[Opening DATA EXTRACT section]
use std::fs::File;
use std::sync::{Arc, Mutex};

use anyhow::Context;
use crossterm::event::{Event, EventStream};
use futures::StreamExt;
use ratatui::DefaultTerminal;
use tokio::sync::mpsc;
use tracing_subscriber::{EnvFilter, layer::SubscriberExt, util::SubscriberInitExt};

use http_explorer::app::App;
use http_explorer::config::{self, Config};
use http_explorer::http::{self, Dispatcher, HttpResult, ReqwestTransport};
use http_explorer::ui;

#[tokio::main]
async fn main() -> anyhow::Result<()> {
    let config = Config::from_env();
    init_tracing(&config)?;

    let transport = ReqwestTransport::new(&config).context("failed to create HTTP client")?;
    let dispatcher = Arc::new(Dispatcher::new(transport));

    tracing::info!(
        user_agent = %config.user_agent,
        timeout_secs = config.timeout.map(|t| t.as_secs()),
        "starting http-explorer"
    );

    let mut terminal = ratatui::init();
    let result = run(&mut terminal, dispatcher).await;
    ratatui::restore();
    result
}

/// Logs go to a file when one is configured; the terminal belongs to the UI
fn init_tracing(config: &Config) -> anyhow::Result<()> {
    let Some(path) = &config.log_file else {
        return Ok(());
    };

    let file = File::create(path)
        .with_context(|| format!("failed to open log file {}", path.display()))?;

    tracing_subscriber::registry()
        .with(
            EnvFilter::try_from_default_env()
                .unwrap_or_else(|_| config::DEFAULT_LOG_FILTER.into()),
        )
        .with(
            tracing_subscriber::fmt::layer()
                .with_ansi(false)
                .with_writer(Mutex::new(file)),
        )
        .init();

    Ok(())
}

async fn run(
    terminal: &mut DefaultTerminal,
    dispatcher: Arc<Dispatcher<ReqwestTransport>>,
) -> anyhow::Result<()> {
    let mut app = App::new();
    let (tx, mut rx) = mpsc::unbounded_channel::<HttpResult>();
    let mut events = EventStream::new();

    loop {
        let screen = terminal.draw(|frame| ui::render(frame, &app))?.area;
        app.set_response_rows(ui::response_row_count(&app, screen));

        tokio::select! {
            Some(result) = rx.recv() => app.finish_send(result),
            event = events.next() => match event {
                Some(Ok(Event::Key(key))) => {
                    if let Some(draft) = app.handle_key(key) {
                        tokio::spawn(http::send_request(dispatcher.clone(), draft, tx.clone()));
                    }
                }
                // Resize and other events just trigger a redraw
                Some(Ok(_)) => {}
                Some(Err(e)) => return Err(e.into()),
                None => break,
            },
        }

        if app.should_quit {
            break;
        }
    }

    Ok(())
}
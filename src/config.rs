use std::env;
use std::path::PathBuf;
use std::time::Duration;

pub const DEFAULT_USER_AGENT: &str = concat!("http-explorer/", env!("CARGO_PKG_VERSION"));
pub const DEFAULT_LOG_FILTER: &str = "http_explorer=info";

pub struct Config {
    /// Request timeout; `None` leaves hung connections to the client's defaults
    pub timeout: Option<Duration>,
    pub user_agent: String,
    /// Where tracing output goes. The terminal belongs to the UI, so no file means no logs.
    pub log_file: Option<PathBuf>,
}

impl Config {
    pub fn from_env() -> Self {
        Self::from_lookup(|key| env::var(key).ok())
    }

    pub fn from_lookup(lookup: impl Fn(&str) -> Option<String>) -> Self {
        Self {
            timeout: lookup("HTTP_EXPLORER_TIMEOUT_SECS")
                .and_then(|s| s.trim().parse::<u64>().ok())
                .filter(|&secs| secs > 0)
                .map(Duration::from_secs),
            user_agent: lookup("HTTP_EXPLORER_USER_AGENT")
                .filter(|s| !s.trim().is_empty())
                .unwrap_or_else(|| DEFAULT_USER_AGENT.to_string()),
            log_file: lookup("HTTP_EXPLORER_LOG")
                .filter(|s| !s.is_empty())
                .map(PathBuf::from),
        }
    }
}
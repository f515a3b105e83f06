use ratatui::{
    Frame,
    layout::{Constraint, Direction, Layout, Rect},
    style::{Color, Modifier, Style},
    text::{Line, Span, Text},
    widgets::{Block, Borders, Clear, Paragraph, Wrap},
};

use crate::app::{App, Field};
use crate::models::{HttpMethod, RequestState, Response, StatusClass};

pub mod theme {
    use ratatui::style::Color;

    pub const BG: Color = Color::Rgb(26, 26, 46);
    pub const BG_HIGHLIGHT: Color = Color::Rgb(40, 40, 60);
    pub const BORDER: Color = Color::Rgb(58, 58, 74);
    pub const BORDER_FOCUSED: Color = Color::Rgb(115, 210, 22);
    pub const BORDER_EDITING: Color = Color::Rgb(252, 186, 3);
    pub const TEXT: Color = Color::Rgb(224, 224, 224);
    pub const TEXT_DIM: Color = Color::Rgb(128, 128, 140);
    pub const ACCENT: Color = Color::Rgb(115, 210, 22);
    pub const ERROR: Color = Color::Rgb(252, 78, 78);
    pub const METHOD_GET: Color = Color::Rgb(115, 210, 22);
    pub const METHOD_POST: Color = Color::Rgb(252, 186, 3);
    pub const STATUS_INFO: Color = Color::Rgb(128, 128, 140);
    pub const STATUS_SUCCESS: Color = Color::Rgb(115, 210, 22);
    pub const STATUS_REDIRECT: Color = Color::Rgb(88, 166, 255);
    pub const STATUS_CLIENT_ERROR: Color = Color::Rgb(252, 186, 3);
    pub const STATUS_SERVER_ERROR: Color = Color::Rgb(252, 78, 78);
}

/// Screen regions: request form, response panel, status bar
struct Areas {
    request: Rect,
    response: Rect,
    status: Rect,
}

fn areas(area: Rect) -> Areas {
    // Vertical layout: main content + status bar
    let outer_layout = Layout::default()
        .direction(Direction::Vertical)
        .constraints([
            Constraint::Min(0),    // Main content
            Constraint::Length(1), // Status bar
        ])
        .split(area);

    // Main layout: request form | response
    let main_layout = Layout::default()
        .direction(Direction::Horizontal)
        .constraints([Constraint::Percentage(45), Constraint::Percentage(55)])
        .split(outer_layout[0]);

    Areas {
        request: main_layout[0],
        response: main_layout[1],
        status: outer_layout[1],
    }
}

pub fn render(frame: &mut Frame, app: &App) {
    let area = frame.area();
    let areas = areas(area);

    render_request_editor(frame, app, areas.request);
    render_response(frame, app, areas.response);
    render_status_bar(frame, app, areas.status);

    if app.show_help {
        render_help_overlay(frame, area);
    }
}

/// Rows the response occupies once wrapped to the response panel of a screen this size
pub fn response_row_count(app: &App, screen: Rect) -> usize {
    let Some(response) = app.state.response() else {
        return 0;
    };
    let inner = Block::default()
        .borders(Borders::ALL)
        .inner(areas(screen).response);
    response_paragraph(response).line_count(inner.width)
}

fn border_color(app: &App, field: Field) -> Color {
    if app.focused != field {
        theme::BORDER
    } else if app.editing {
        theme::BORDER_EDITING
    } else {
        theme::BORDER_FOCUSED
    }
}

fn panel(title: &str, app: &App, field: Field) -> Block<'static> {
    Block::default()
        .title(format!(" {} ", title))
        .borders(Borders::ALL)
        .border_style(Style::default().fg(border_color(app, field)))
        .style(Style::default().bg(theme::BG))
}

fn method_color(method: HttpMethod) -> Color {
    match method {
        HttpMethod::Get => theme::METHOD_GET,
        HttpMethod::Post => theme::METHOD_POST,
    }
}

fn status_color(response: &Response) -> Color {
    match response.status_class() {
        StatusClass::Success => theme::STATUS_SUCCESS,
        StatusClass::Redirect => theme::STATUS_REDIRECT,
        StatusClass::ClientError => theme::STATUS_CLIENT_ERROR,
        StatusClass::ServerError => theme::STATUS_SERVER_ERROR,
        StatusClass::Informational | StatusClass::Unknown => theme::STATUS_INFO,
    }
}

/// Render the request form: method + URL, headers, body, send button
fn render_request_editor(frame: &mut Frame, app: &App, area: Rect) {
    let rows = Layout::default()
        .direction(Direction::Vertical)
        .constraints([
            Constraint::Length(3),      // Method + URL
            Constraint::Percentage(40), // Headers
            Constraint::Min(3),         // Body
            Constraint::Length(3),      // Send
        ])
        .split(area);

    let url_bar = Layout::default()
        .direction(Direction::Horizontal)
        .constraints([Constraint::Length(8), Constraint::Min(0)])
        .split(rows[0]);

    render_method(frame, app, url_bar[0]);
    render_url(frame, app, url_bar[1]);

    let body_title = if app.method.allows_body() {
        "Body (JSON)"
    } else {
        "Body (ignored for GET)"
    };
    render_textarea(frame, app, Field::Headers, "Headers", rows[1]);
    render_textarea(frame, app, Field::Body, body_title, rows[2]);
    render_send_button(frame, app, rows[3]);
}

fn render_method(frame: &mut Frame, app: &App, area: Rect) {
    let block = panel("Method", app, Field::Method);
    let method = Paragraph::new(Span::styled(
        app.method.as_str(),
        Style::default()
            .fg(method_color(app.method))
            .add_modifier(Modifier::BOLD),
    ))
    .centered()
    .block(block);

    frame.render_widget(method, area);
}

fn render_url(frame: &mut Frame, app: &App, area: Rect) {
    let block = panel("URL", app, Field::Url);
    let inner = block.inner(area);
    frame.render_widget(block, area);

    let width = inner.width.max(1) as usize;
    let scroll = app.url.visual_scroll(width);

    let content = if app.url.value().is_empty() && !(app.editing && app.focused == Field::Url) {
        Paragraph::new(Span::styled(
            "https://httpbin.org/get",
            Style::default().fg(theme::TEXT_DIM),
        ))
    } else {
        Paragraph::new(Span::styled(app.url.value(), Style::default().fg(theme::TEXT)))
            .scroll((0, scroll as u16))
    };
    frame.render_widget(content.style(Style::default().bg(theme::BG)), inner);

    if app.editing && app.focused == Field::Url {
        let cursor = app.url.visual_cursor().saturating_sub(scroll) as u16;
        frame.set_cursor_position((inner.x + cursor, inner.y));
    }
}

fn render_textarea(frame: &mut Frame, app: &App, field: Field, title: &str, area: Rect) {
    let block = panel(title, app, field);
    let inner = block.inner(area);
    frame.render_widget(block, area);

    let textarea = match field {
        Field::Headers => &app.headers,
        _ => &app.body,
    };
    frame.render_widget(textarea, inner);
}

fn render_send_button(frame: &mut Frame, app: &App, area: Rect) {
    let (label, style) = if app.is_in_flight() {
        ("Sending...", Style::default().fg(theme::TEXT_DIM))
    } else if app.focused == Field::Send {
        (
            "Send Request",
            Style::default()
                .fg(theme::BG)
                .bg(theme::ACCENT)
                .add_modifier(Modifier::BOLD),
        )
    } else {
        ("Send Request", Style::default().fg(theme::ACCENT))
    };

    let button = Paragraph::new(Span::styled(format!(" {} ", label), style))
        .centered()
        .block(panel("", app, Field::Send));

    frame.render_widget(button, area);
}

/// Render the response panel
fn render_response(frame: &mut Frame, app: &App, area: Rect) {
    let block = panel("Response", app, Field::Response);
    let inner = block.inner(area);
    frame.render_widget(block, area);

    let content = match &app.state {
        RequestState::Idle => placeholder("Not sent", "Press Ctrl+S to send request"),
        RequestState::Loading => placeholder("Sending...", "Waiting for the server"),
        RequestState::Error(message) => Paragraph::new(Text::from(vec![
            Line::from(""),
            Line::from(Span::styled(
                message.as_str(),
                Style::default().fg(theme::ERROR).add_modifier(Modifier::BOLD),
            )),
        ]))
        .centered(),
        RequestState::Success(response) => response_paragraph(response)
            .scroll((app.response_scroll.min(u16::MAX as usize) as u16, 0)),
    };

    frame.render_widget(content.style(Style::default().bg(theme::BG)), inner);
}

fn placeholder<'a>(title: &'a str, hint: &'a str) -> Paragraph<'a> {
    Paragraph::new(Text::from(vec![
        Line::from(""),
        Line::from(""),
        Line::from(Span::styled(
            title,
            Style::default()
                .fg(theme::TEXT_DIM)
                .add_modifier(Modifier::ITALIC),
        )),
        Line::from(""),
        Line::from(Span::styled(hint, Style::default().fg(theme::TEXT_DIM))),
    ]))
    .centered()
}

fn section(title: &str) -> Line<'_> {
    Line::from(Span::styled(
        title,
        Style::default()
            .fg(theme::ACCENT)
            .add_modifier(Modifier::BOLD),
    ))
}

fn response_paragraph(response: &Response) -> Paragraph<'_> {
    Paragraph::new(Text::from(response_lines(response))).wrap(Wrap { trim: false })
}

/// Status line, headers and body
fn response_lines(response: &Response) -> Vec<Line<'_>> {
    let mut lines = vec![
        Line::from(vec![
            Span::styled(
                format!(" {} {} ", response.status, response.status_text),
                Style::default()
                    .fg(theme::BG)
                    .bg(status_color(response))
                    .add_modifier(Modifier::BOLD),
            ),
            Span::styled(
                format!("  {}", response.elapsed_display()),
                Style::default().fg(theme::TEXT),
            ),
            Span::styled(
                format!("  {}", response.size_display()),
                Style::default().fg(theme::TEXT_DIM),
            ),
        ]),
        Line::from(""),
        section("Headers"),
    ];

    lines.extend(response.headers.iter().map(|(name, value)| {
        Line::from(vec![
            Span::styled(format!("{}: ", name), Style::default().fg(theme::TEXT_DIM)),
            Span::styled(value.as_str(), Style::default().fg(theme::TEXT)),
        ])
    }));

    lines.push(Line::from(""));
    lines.push(section("Body"));
    lines.extend(
        response
            .body
            .as_str()
            .lines()
            .map(|l| Line::from(Span::styled(l, Style::default().fg(theme::TEXT)))),
    );

    lines
}

/// Render the status bar with keybinds
fn render_status_bar(frame: &mut Frame, app: &App, area: Rect) {
    let hints: &[(&str, &str)] = if app.editing {
        &[("Esc", "Stop editing"), ("Ctrl+S", "Send")]
    } else {
        &[
            ("q", "Quit"),
            ("?", "Help"),
            ("Tab", "Next field"),
            ("Enter", "Edit / Activate"),
            ("Ctrl+S", "Send"),
        ]
    };

    let spans: Vec<Span> = hints
        .iter()
        .flat_map(|(key, label)| {
            [
                Span::styled(format!(" {} ", key), Style::default().fg(theme::BG).bg(theme::TEXT_DIM)),
                Span::styled(format!(" {} ", label), Style::default().fg(theme::TEXT_DIM)),
            ]
        })
        .collect();

    let status_bar = Paragraph::new(Line::from(spans)).style(Style::default().bg(theme::BG));

    frame.render_widget(status_bar, area);
}

/// Render the help overlay with keybinds
fn render_help_overlay(frame: &mut Frame, area: Rect) {
    let help_width = 50;
    let help_height = 17;
    let help_area = Rect {
        x: area.width.saturating_sub(help_width) / 2,
        y: area.height.saturating_sub(help_height) / 2,
        width: help_width.min(area.width),
        height: help_height.min(area.height),
    };

    frame.render_widget(Clear, help_area);

    let bindings = [
        ("Tab / Shift+Tab  ", "Next / previous field"),
        ("Enter / i        ", "Edit field, toggle method"),
        ("Esc              ", "Stop editing"),
        ("Ctrl+S           ", "Send request"),
        ("m                ", "Toggle GET / POST"),
        ("j / k            ", "Scroll response"),
        ("?                ", "Toggle this help"),
        ("q / Ctrl+C       ", "Quit"),
    ];

    let mut help_text = vec![
        Line::from(Span::styled(
            "Keyboard Shortcuts",
            Style::default()
                .fg(theme::ACCENT)
                .add_modifier(Modifier::BOLD),
        )),
        Line::from(""),
    ];
    help_text.extend(bindings.iter().map(|(key, action)| {
        Line::from(vec![
            Span::styled(*key, Style::default().fg(theme::ACCENT)),
            Span::styled(*action, Style::default().fg(theme::TEXT)),
        ])
    }));
    help_text.push(Line::from(""));
    help_text.push(Line::from(Span::styled(
        "Press any key to close",
        Style::default().fg(theme::TEXT_DIM),
    )));

    let help = Paragraph::new(help_text)
        .block(
            Block::default()
                .title(" Help ")
                .borders(Borders::ALL)
                .border_style(Style::default().fg(theme::ACCENT))
                .style(Style::default().bg(theme::BG_HIGHLIGHT)),
        )
        .centered();

    frame.render_widget(help, help_area);
}
use std::sync::Arc;
use std::time::Duration;

use anyhow::{Context, Result};
use action_flow::ChromiumFactory;
use campaignforge_cli::{AppConfig, LoginCapture, Platform};
use cdp_adapter::CookieJar;
use clap::Args;
use serde_json::json;

use super::output::OutputFormat;

#[derive(Args, Clone, Debug)]
pub struct LoginArgs {
    /// Platform to sign in to: linkedin or reddit
    pub platform: Platform,

    /// How long to wait for the sign-in to finish (e.g. 5m)
    #[arg(long, default_value = "5m", value_parser = humantime::parse_duration)]
    pub wait: Duration,
}

pub async fn cmd_login(args: LoginArgs, config: &AppConfig, output: OutputFormat) -> Result<()> {
    let factory = Arc::new(ChromiumFactory::new(config.browser.clone()));
    let capture = LoginCapture::new(factory, CookieJar::new(config.cookies_dir.clone())).with_wait(args.wait);

    if matches!(output, OutputFormat::Human) {
        println!(
            "Sign in to {} in the browser window; waiting up to {}.",
            args.platform.display_name(),
            humantime::format_duration(args.wait)
        );
    }
    let report = capture
        .capture(args.platform)
        .await
        .with_context(|| format!("Login capture for {} failed", args.platform))?;

    let summary = json!({
        "platform": report.platform,
        "url": report.url,
        "cookies": report.cookies,
        "path": report.path,
    });
    if !output.print_structured(&summary)? {
        println!(
            "✅ Saved {} cookies for {} to {}",
            report.cookies,
            report.platform.display_name(),
            report.path.display()
        );
    }
    Ok(())
}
[Closing DATA EXTRACT section]
*WORK ORDER*
Report each line above containing the string "OutputFormat".

*SOLVED EXERCISE*
use super::output::OutputFormat;
pub async fn cmd_login(args: LoginArgs, config: &AppConfig, output: OutputFormat) -> Result<()> {
    if matches!(output, OutputFormat::Human) {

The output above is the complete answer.